Lake Pend Oreille
Lake Pend Oreille (pronounced Pon-duh-ray), is Idaho's biggest lake and is the fifth largest lake in the western United States. The name of the lake originated from French hunters from Canada, the French term meaning "looks like ear" because Pend Oreille is shaped like an ear, not that you can tell that when you are on the water. Lake Pend Oreille is approximately 65 miles long and 15 miles wide at the widest spot at the North end of the lake and it can create its own weather. With 111 miles of of breathtaking shoreline, Lake Pend Oreille boasts world class fishing, boating, and water sports.
In prehistoric times, Lake Pend Oreille was part of a massive inland sea called Lake Missoula, which was formed by an ice dam created by huge glaciers protruding down the Purcell Trench that extends down from Canada through the Kootenai Valley. An ice damm standing about 3,000 feet high formed at the cabinet gorge area holding back the waters of Lake Missoula. When the ice dam collapsed and in less than 48 hours Lake Missoula was drained. The force of the 2,000-foot wall of water shooting out of Clark Fork stripped away soil, moving large boulders, and creating deep canyons, or coulees, in the bedrock. There the rush of water was slowed by a narrow passage called the Wallula Gap. This narrow gap caused the waters to back up and a 1,200-foot lake was formed.

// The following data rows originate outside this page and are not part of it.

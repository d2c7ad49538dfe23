//! Data model and local persistence for nutriguide.

pub mod config;
pub mod kv;
pub mod models;
pub mod slots;

pub use kv::{FileStore, KeyValueStore, MemoryStore, StoreError};
pub use slots::{PersistedState, Slots};
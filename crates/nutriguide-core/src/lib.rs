pub mod allergens;
pub mod controller;
pub mod generate;
pub mod onboarding;
pub mod progress;
pub mod provider;
pub mod views;
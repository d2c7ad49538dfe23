//! Generation service adapters.
//!
//! This module defines the [`GenerationService`] trait every structured
//! content provider implements, the request/error types it speaks, and the
//! [`GeminiClient`] used in production.
//!
//! # Architecture
//!
//! ```text
//! Generator (prompt + schema + validation)
//!     |
//!     v
//! Arc<dyn GenerationService> --generate(request)--> raw JSON text
//!     |
//!     +-- GeminiClient (reqwest, generateContent)
//!     +-- test doubles (nutriguide-test-utils)
//! ```

pub mod gemini;
pub mod trait_def;
pub mod types;

pub use gemini::GeminiClient;
pub use trait_def::GenerationService;
pub use types::{GenerationError, GenerationRequest, RequestKind};
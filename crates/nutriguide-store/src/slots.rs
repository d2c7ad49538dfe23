//! Typed access to the four persisted slots.
//!
//! Each slot is read once at startup and written after the mutation it
//! records. There is no transaction across slots; a reader must tolerate any
//! combination of present and missing values.

use std::sync::Arc;

use serde::Serialize;
use serde::de::DeserializeOwned;

use crate::kv::{KeyValueStore, StoreError};
use crate::models::{DailyPlan, NutritionGuidelines, ProgressEntry, UserProfile};

pub const PROFILE_KEY: &str = "nutriguide_user";
pub const MEAL_PLAN_KEY: &str = "nutriguide_meals";
pub const GUIDELINES_KEY: &str = "nutriguide_guidelines";
pub const HISTORY_KEY: &str = "nutriguide_history";

/// Every slot key, in startup read order.
pub const ALL_KEYS: [&str; 4] = [PROFILE_KEY, MEAL_PLAN_KEY, GUIDELINES_KEY, HISTORY_KEY];

/// Everything read from storage at startup.
#[derive(Debug, Clone, Default, PartialEq)]
pub struct PersistedState {
    pub profile: Option<UserProfile>,
    pub meal_plan: Option<Vec<DailyPlan>>,
    pub guidelines: Option<NutritionGuidelines>,
    pub history: Vec<ProgressEntry>,
}

/// Typed wrapper over a shared [`KeyValueStore`].
#[derive(Clone)]
pub struct Slots {
    store: Arc<dyn KeyValueStore>,
}

impl Slots {
    pub fn new(store: Arc<dyn KeyValueStore>) -> Self {
        Self { store }
    }

    pub fn store(&self) -> &Arc<dyn KeyValueStore> {
        &self.store
    }

    /// Read all four slots.
    pub fn load_all(&self) -> Result<PersistedState, StoreError> {
        Ok(PersistedState {
            profile: self.load_profile()?,
            meal_plan: self.load_meal_plan()?,
            guidelines: self.load_guidelines()?,
            history: self.load_history()?,
        })
    }

    pub fn load_profile(&self) -> Result<Option<UserProfile>, StoreError> {
        self.read(PROFILE_KEY)
    }

    pub fn save_profile(&self, profile: &UserProfile) -> Result<(), StoreError> {
        self.write(PROFILE_KEY, profile)
    }

    pub fn load_meal_plan(&self) -> Result<Option<Vec<DailyPlan>>, StoreError> {
        self.read(MEAL_PLAN_KEY)
    }

    pub fn save_meal_plan(&self, plan: &[DailyPlan]) -> Result<(), StoreError> {
        self.write(MEAL_PLAN_KEY, plan)
    }

    pub fn load_guidelines(&self) -> Result<Option<NutritionGuidelines>, StoreError> {
        self.read(GUIDELINES_KEY)
    }

    pub fn save_guidelines(&self, guidelines: &NutritionGuidelines) -> Result<(), StoreError> {
        self.write(GUIDELINES_KEY, guidelines)
    }

    /// Progress history, newest first. A missing slot reads as empty.
    pub fn load_history(&self) -> Result<Vec<ProgressEntry>, StoreError> {
        Ok(self.read(HISTORY_KEY)?.unwrap_or_default())
    }

    pub fn save_history(&self, history: &[ProgressEntry]) -> Result<(), StoreError> {
        self.write(HISTORY_KEY, history)
    }

    /// Drop every slot in one store-level clear.
    pub fn clear_all(&self) -> Result<(), StoreError> {
        self.store.clear()
    }

    fn read<T: DeserializeOwned>(&self, key: &str) -> Result<Option<T>, StoreError> {
        let Some(raw) = self.store.get(key)? else {
            return Ok(None);
        };
        serde_json::from_str(&raw)
            .map(Some)
            .map_err(|source| StoreError::Corrupt {
                key: key.to_owned(),
                source,
            })
    }

    fn write<T: Serialize + ?Sized>(&self, key: &str, value: &T) -> Result<(), StoreError> {
        let raw = serde_json::to_string(value).map_err(|source| StoreError::Encode {
            key: key.to_owned(),
            source,
        })?;
        self.store.set(key, &raw)
    }
}

impl std::fmt::Debug for Slots {
    fn fmt(&self, f: &mut std::fmt::Formatter<'_>) -> std::fmt::Result {
        f.debug_struct("Slots").field("keys", &ALL_KEYS).finish()
    }
}

#[cfg(test)]
mod tests {
    use super::*;
    use crate::kv::MemoryStore;
    use crate::models::{ActivityLevel, Gender, Goal, Macros};

    fn profile() -> UserProfile {
        UserProfile {
            name: "Sam".to_string(),
            age: 41,
            gender: Gender::Male,
            height: 180.0,
            weight: 82.5,
            activity_level: ActivityLevel::Light,
            goal: Goal::Maintenance,
            allergies: vec![],
            preferences: String::new(),
        }
    }

    #[test]
    fn empty_store_loads_defaults() {
        let slots = Slots::new(Arc::new(MemoryStore::new()));
        let state = slots.load_all().unwrap();
        assert_eq!(state, PersistedState::default());
    }

    #[test]
    fn profile_roundtrip_uses_profile_key() {
        let store = Arc::new(MemoryStore::new());
        let slots = Slots::new(store.clone());
        slots.save_profile(&profile()).unwrap();

        assert_eq!(store.keys(), vec![PROFILE_KEY.to_string()]);
        assert_eq!(slots.load_profile().unwrap(), Some(profile()));
    }

    #[test]
    fn corrupted_slot_names_its_key() {
        let store = Arc::new(MemoryStore::new());
        store.set(GUIDELINES_KEY, "{not json").unwrap();
        let slots = Slots::new(store);

        let err = slots.load_all().unwrap_err();
        match err {
            StoreError::Corrupt { key, .. } => assert_eq!(key, GUIDELINES_KEY),
            other => panic!("expected Corrupt, got {other:?}"),
        }
    }

    #[test]
    fn clear_all_removes_every_slot() {
        let store = Arc::new(MemoryStore::new());
        let slots = Slots::new(store.clone());
        slots.save_profile(&profile()).unwrap();
        slots.save_meal_plan(&[]).unwrap();
        slots
            .save_guidelines(&NutritionGuidelines {
                daily_calories: 2000.0,
                macros: Macros {
                    protein: 120.0,
                    carbs: 220.0,
                    fat: 70.0,
                },
                key_tips: vec![],
                recommended_foods: vec![],
                avoid_foods: vec![],
            })
            .unwrap();
        slots.save_history(&[]).unwrap();
        assert_eq!(store.len(), ALL_KEYS.len());

        slots.clear_all().unwrap();
        assert!(store.is_empty());
    }
}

Lake Pend Oreille is presently 1,100 + feet deep and at 2,063 feet above sea level. During the Second World War the largest Navel Base in the World, Farragut was here an Lake Pend Oreille. Presently it is an acting Sonar Testing Navel Base and the 4,000 acres of the base ground is a Idaho State Park with many wonderful camping and recreation spots. For our bird lovers the lake is home to Bald eagles, osprey, herons, hawks, kestrals, and is an anglers paradise. Smallmouth bass, largemouth bass, crappie, sunfish, perch, northern pike, bullhead, Rocky Mountain whitefish, pygmy whitefish, squawfish, tench, longnose sucker, large-scale sucker, redside shiner, longnose dace, sculpin and peamouth. White sturgeon and burbot and Kamloops, also known as a Gerrard rainbow .
The Clark Fork river and Pend Orielle were once well revered for its kokanee -- a land-locked subspecies of sockeye salmon native to the Pacific Northwest but not to Lake Pend Oreille. They arrived in 1933 when a spring flood swept them out of Flathead Lake in Montana. By the '50s a commercial kokanee fishery evolved with 1 million fish harvested annually. In 1995, Jim Eversole caught the largest game fish ever taken from Lake Pend Oreille, a 43 lb. 6 oz. mackinaw also known as the lake trout. The lake also claims the world record for a rainbow trout, a 37-pounder caught in 1947 by Wes Hamlet. No matter where you fish in Lake
Pend Oreille, it's a good bet you'll have a great day on the water.